→ **Action item**
Looking at the listing below, retype exactly the lines starting at the one containing "about one attempt." and ending at the one containing "the code ran.", both included, and nothing else.

→ **Data shown**
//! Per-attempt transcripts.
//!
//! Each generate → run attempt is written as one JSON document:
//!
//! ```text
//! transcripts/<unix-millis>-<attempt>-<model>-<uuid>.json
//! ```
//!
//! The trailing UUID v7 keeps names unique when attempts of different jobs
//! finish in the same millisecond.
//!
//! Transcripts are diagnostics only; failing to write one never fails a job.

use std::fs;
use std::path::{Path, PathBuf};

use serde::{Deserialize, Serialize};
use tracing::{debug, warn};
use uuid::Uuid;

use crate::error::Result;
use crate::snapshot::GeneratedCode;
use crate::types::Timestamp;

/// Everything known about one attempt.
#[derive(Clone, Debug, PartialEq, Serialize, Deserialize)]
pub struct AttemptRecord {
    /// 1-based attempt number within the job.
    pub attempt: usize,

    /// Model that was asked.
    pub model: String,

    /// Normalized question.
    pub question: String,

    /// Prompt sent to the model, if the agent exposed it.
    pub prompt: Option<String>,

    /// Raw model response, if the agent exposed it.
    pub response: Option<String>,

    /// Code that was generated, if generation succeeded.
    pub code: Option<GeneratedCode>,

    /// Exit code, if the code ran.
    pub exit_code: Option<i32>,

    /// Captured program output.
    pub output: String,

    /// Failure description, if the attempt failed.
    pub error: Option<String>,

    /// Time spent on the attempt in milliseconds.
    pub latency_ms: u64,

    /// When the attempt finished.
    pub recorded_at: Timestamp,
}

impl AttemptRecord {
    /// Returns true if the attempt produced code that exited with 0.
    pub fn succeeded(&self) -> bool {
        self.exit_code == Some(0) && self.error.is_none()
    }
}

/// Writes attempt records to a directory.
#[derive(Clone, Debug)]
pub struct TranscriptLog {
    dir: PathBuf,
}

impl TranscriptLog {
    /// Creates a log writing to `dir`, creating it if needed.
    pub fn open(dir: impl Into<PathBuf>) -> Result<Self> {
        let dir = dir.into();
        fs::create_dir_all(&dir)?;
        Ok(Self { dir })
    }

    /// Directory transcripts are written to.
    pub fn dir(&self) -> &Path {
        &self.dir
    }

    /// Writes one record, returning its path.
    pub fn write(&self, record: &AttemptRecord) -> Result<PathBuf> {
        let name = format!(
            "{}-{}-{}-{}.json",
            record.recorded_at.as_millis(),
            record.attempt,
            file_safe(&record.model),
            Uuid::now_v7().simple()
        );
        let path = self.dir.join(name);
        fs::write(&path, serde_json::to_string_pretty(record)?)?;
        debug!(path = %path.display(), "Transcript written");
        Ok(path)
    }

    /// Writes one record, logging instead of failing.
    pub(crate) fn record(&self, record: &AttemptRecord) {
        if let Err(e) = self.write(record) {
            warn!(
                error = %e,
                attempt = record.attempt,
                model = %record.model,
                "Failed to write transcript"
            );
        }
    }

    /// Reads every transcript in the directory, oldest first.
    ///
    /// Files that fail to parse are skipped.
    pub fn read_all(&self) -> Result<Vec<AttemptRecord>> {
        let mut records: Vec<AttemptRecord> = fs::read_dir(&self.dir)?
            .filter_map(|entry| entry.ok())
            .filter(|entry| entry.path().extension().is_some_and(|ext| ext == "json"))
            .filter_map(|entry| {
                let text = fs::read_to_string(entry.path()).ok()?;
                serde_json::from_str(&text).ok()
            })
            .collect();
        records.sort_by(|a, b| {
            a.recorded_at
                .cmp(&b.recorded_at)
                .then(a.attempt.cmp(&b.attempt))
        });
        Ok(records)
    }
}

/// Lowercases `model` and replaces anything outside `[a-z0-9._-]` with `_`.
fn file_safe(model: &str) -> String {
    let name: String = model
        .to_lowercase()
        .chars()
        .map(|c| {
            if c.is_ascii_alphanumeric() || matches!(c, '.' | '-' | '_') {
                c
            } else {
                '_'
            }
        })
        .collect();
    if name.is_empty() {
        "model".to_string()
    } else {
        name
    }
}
--
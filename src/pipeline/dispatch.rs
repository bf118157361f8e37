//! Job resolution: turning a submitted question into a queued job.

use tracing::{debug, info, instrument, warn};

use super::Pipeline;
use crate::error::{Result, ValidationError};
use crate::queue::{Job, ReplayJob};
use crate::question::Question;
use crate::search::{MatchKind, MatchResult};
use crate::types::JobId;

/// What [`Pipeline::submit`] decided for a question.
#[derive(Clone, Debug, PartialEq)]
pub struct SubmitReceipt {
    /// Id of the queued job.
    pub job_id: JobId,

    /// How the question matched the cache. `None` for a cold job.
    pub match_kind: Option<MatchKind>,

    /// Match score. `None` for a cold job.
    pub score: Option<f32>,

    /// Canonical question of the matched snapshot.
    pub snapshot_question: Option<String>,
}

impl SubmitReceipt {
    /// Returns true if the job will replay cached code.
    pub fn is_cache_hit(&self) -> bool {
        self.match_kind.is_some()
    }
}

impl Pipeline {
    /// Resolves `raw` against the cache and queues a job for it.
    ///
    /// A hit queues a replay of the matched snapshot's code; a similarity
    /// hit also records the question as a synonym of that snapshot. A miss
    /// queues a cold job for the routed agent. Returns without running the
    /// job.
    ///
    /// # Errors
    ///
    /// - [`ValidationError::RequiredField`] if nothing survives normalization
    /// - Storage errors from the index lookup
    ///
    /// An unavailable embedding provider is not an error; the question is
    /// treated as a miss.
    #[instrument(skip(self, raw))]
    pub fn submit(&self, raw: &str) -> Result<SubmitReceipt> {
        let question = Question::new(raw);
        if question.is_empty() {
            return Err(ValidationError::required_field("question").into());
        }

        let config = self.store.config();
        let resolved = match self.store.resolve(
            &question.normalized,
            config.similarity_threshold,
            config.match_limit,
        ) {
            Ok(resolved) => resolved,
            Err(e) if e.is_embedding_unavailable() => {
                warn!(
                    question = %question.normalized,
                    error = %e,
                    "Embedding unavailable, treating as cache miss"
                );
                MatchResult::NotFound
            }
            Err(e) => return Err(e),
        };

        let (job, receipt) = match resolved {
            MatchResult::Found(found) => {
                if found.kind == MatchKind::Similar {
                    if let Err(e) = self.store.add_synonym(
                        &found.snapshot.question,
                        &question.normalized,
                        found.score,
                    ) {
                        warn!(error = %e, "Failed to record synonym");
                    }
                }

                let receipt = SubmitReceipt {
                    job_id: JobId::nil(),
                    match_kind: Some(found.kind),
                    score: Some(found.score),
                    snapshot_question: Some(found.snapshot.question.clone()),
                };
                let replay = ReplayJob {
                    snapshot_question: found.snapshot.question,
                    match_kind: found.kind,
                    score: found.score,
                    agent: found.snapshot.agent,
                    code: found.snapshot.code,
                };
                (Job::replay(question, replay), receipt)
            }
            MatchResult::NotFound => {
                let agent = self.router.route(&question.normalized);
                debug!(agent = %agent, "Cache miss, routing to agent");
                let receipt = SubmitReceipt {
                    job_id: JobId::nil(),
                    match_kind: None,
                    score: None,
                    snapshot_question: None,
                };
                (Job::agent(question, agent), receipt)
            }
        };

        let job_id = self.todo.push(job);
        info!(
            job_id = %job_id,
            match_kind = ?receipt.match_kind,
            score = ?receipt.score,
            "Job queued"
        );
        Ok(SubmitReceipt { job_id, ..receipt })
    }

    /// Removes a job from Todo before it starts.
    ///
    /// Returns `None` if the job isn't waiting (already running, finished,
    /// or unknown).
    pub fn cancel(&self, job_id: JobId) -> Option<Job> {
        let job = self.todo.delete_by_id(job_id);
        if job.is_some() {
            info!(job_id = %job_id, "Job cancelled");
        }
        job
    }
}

→ **Response to this task**
/// Everything known about one attempt.
#[derive(Clone, Debug, PartialEq, Serialize, Deserialize)]
pub struct AttemptRecord {
    /// 1-based attempt number within the job.
    pub attempt: usize,

    /// Model that was asked.
    pub model: String,

    /// Normalized question.
    pub question: String,

    /// Prompt sent to the model, if the agent exposed it.
    pub prompt: Option<String>,

    /// Raw model response, if the agent exposed it.
    pub response: Option<String>,

    /// Code that was generated, if generation succeeded.
    pub code: Option<GeneratedCode>,

    /// Exit code, if the code ran.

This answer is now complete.